SARS in Hong Kong made a lasting impression on the city, from the ubiquitous face masks to the attention paid to cold and flu outbreaks, life after the outbreak of the disease was never quite the same. However, many tourists are still unnecessarily worried about SARS in Hong Kong; below is the essential information on what happened and what you need to know.
What is SARS?
SARS stands for Severe Acute Respiratory Syndrome and is a viral disease which affects the respiratory system. Symptoms are similar to the cold or flu, usually beginning with a high fever, often followed by headaches, swelling and general aches and pains.
Is SARS Fatal?
Not in all cases. Of the nearly 8100 people infected in the 2003 outbreak, 774 died. Although there is no antidote to the disease, a cocktail of drugs prescribed at an early stage of the disease have proven effective. The elderly proved particularly susceptible to the disease.
How Does SARS Spread?
The disease spreads in a very similar way to the common cold, through close person to person contact. Sneezing, coughing and touching contaminated surfaces are all thought to propel the disease. It has been suggested that the disease is aggressively airborne and may be able to spread further than the common cold SARS has also been found in animals, it's believed that the disease may have originated in Guangzhou civet cats.

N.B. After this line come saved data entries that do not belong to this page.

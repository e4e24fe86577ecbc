//! # mpcq
//!
//! Cross-matching and duplicate detection for Minor Planet Center astrometric
//! observations.
//!
//! * [`crossmatch::cross_match`] finds, for each input observation, the reference
//!   observation that records the same detection event under a time and an
//!   angular tolerance.
//! * [`duplicates::find_duplicates`] groups an object's observations that were
//!   reported more than once across submissions.
//! * [`Mpcq`] runs both over an [`ObservationSource`], one object at a time on a
//!   worker pool, with per-object error isolation and cooperative cancellation.
pub mod config;
pub mod constants;
pub mod crossmatch;
pub mod duplicates;
pub mod fetch;
pub mod geometry;
pub mod mpcq;
pub mod mpcq_errors;
pub mod observations;
mod progress_bar;
pub mod submissions;
pub mod time;

pub use crate::config::MpcqConfig;
pub use crate::constants::Designation;
pub use crate::crossmatch::{MatchResult, Tolerance};
pub use crate::duplicates::DuplicateGroup;
pub use crate::fetch::{InMemorySource, ObservationSource, TimeRange};
pub use crate::mpcq::{CrossMatchReport, Mpcq, ObjectOutcome, ObjectResults};
pub use crate::mpcq_errors::{MpcqError, ValidationError};
pub use crate::observations::Observation;
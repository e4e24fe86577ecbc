//! Joint time and angle tolerance evaluation.
use smallvec::SmallVec;

use crate::{
    crossmatch::{MatchCandidate, Tolerance},
    geometry::{angular_separation, time_delta, within_time_tolerance},
    observations::Observation,
};

/// Evaluate one (input, reference) pair against the tolerance.
///
/// Return
/// ------
/// * `Some(candidate)` when `delta_time <= time tolerance` **and**
///   `separation <= angle tolerance`, `None` otherwise
#[inline]
pub fn evaluate<'a>(
    input: &'a Observation,
    reference: &'a Observation,
    tolerance: &Tolerance,
) -> Option<MatchCandidate<'a>> {
    let (t_in, t_ref) = (input.obstime(), reference.obstime());
    if !within_time_tolerance(&t_in, &t_ref, tolerance.time_tolerance_seconds()) {
        return None;
    }
    let delta_time_seconds = time_delta(&t_in, &t_ref);

    let separation_arcsec =
        angular_separation(input.ra(), input.dec(), reference.ra(), reference.dec());
    if separation_arcsec > tolerance.angle_tolerance_arcsec() {
        return None;
    }

    Some(MatchCandidate {
        input,
        reference,
        delta_time_seconds,
        separation_arcsec,
    })
}

/// Every qualifying candidate for `input` among the windowed reference rows.
///
/// Arguments
/// -----------------
/// * `input`: the observation to match
/// * `window`: reference rows already narrowed to the time window of `input`
/// * `tolerance`: the joint tolerance
///
/// Return
/// ----------
/// * the qualifying candidates, in the order of `window`. Most inputs have zero or
///   one candidate, so the result stays inline for up to four.
pub fn qualifying_candidates<'a>(
    input: &'a Observation,
    window: &'a [Observation],
    tolerance: &Tolerance,
) -> SmallVec<[MatchCandidate<'a>; 4]> {
    window
        .iter()
        .filter_map(|reference| evaluate(input, reference, tolerance))
        .collect()
}
use std::sync::Arc;
use workspace_exec::config::ServiceConfig;
use workspace_exec::editor::FileEditor;
use workspace_exec::manager::SessionManager;
use workspace_exec::server::{build_router, ServerState};

#[tokio::main]
async fn main() -> anyhow::Result<()> {
    tracing_subscriber::fmt()
        .with_env_filter(tracing_subscriber::EnvFilter::from_default_env())
        .init();

    let config = Arc::new(ServiceConfig::from_env()?);
    tracing::info!(
        workspace_root = %config.workspace_root.display(),
        bind_addr = %config.bind_addr,
        "starting workspace-exec"
    );

    let manager = SessionManager::new(config.clone());
    let editor = Arc::new(FileEditor::new(config.workspace_root.clone()));

    let state = ServerState {
        manager,
        editor,
        config: config.clone(),
    };

    let router = build_router(state);

    let listener = tokio::net::TcpListener::bind(config.bind_addr).await?;
    tracing::info!(addr = %config.bind_addr, "listening");

    axum::serve(listener, router.into_make_service()).await?;

    Ok(())
}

What Happened in Hong Kong?
Hong Kong reported an outbreak of SARS on the 11th of March 2003, then a relatively unknown disease. SARS had already been reported in nearby Guangdong province, and it's from here that the disease is thought to have originated. The disease was tracked from a Guangzhou doctor who stayed in a Hong Kong hotel, whose guests then unwittingly spread the disease flying around the globe.
SARS infected 1750 people in Hong Kong, killing almost 300 people over a four-month period.
What Do I Need to Know?
Hong Kong is SARS-free. Some tourists are alarmed by the number of Hong Kongers wearing surgical masks about town, however, Hong Kongers learned their lessons from SARS, and at the slightest sniffle of a cold, they will, quite sensibly, don their mask thus stopping any disease from spreading.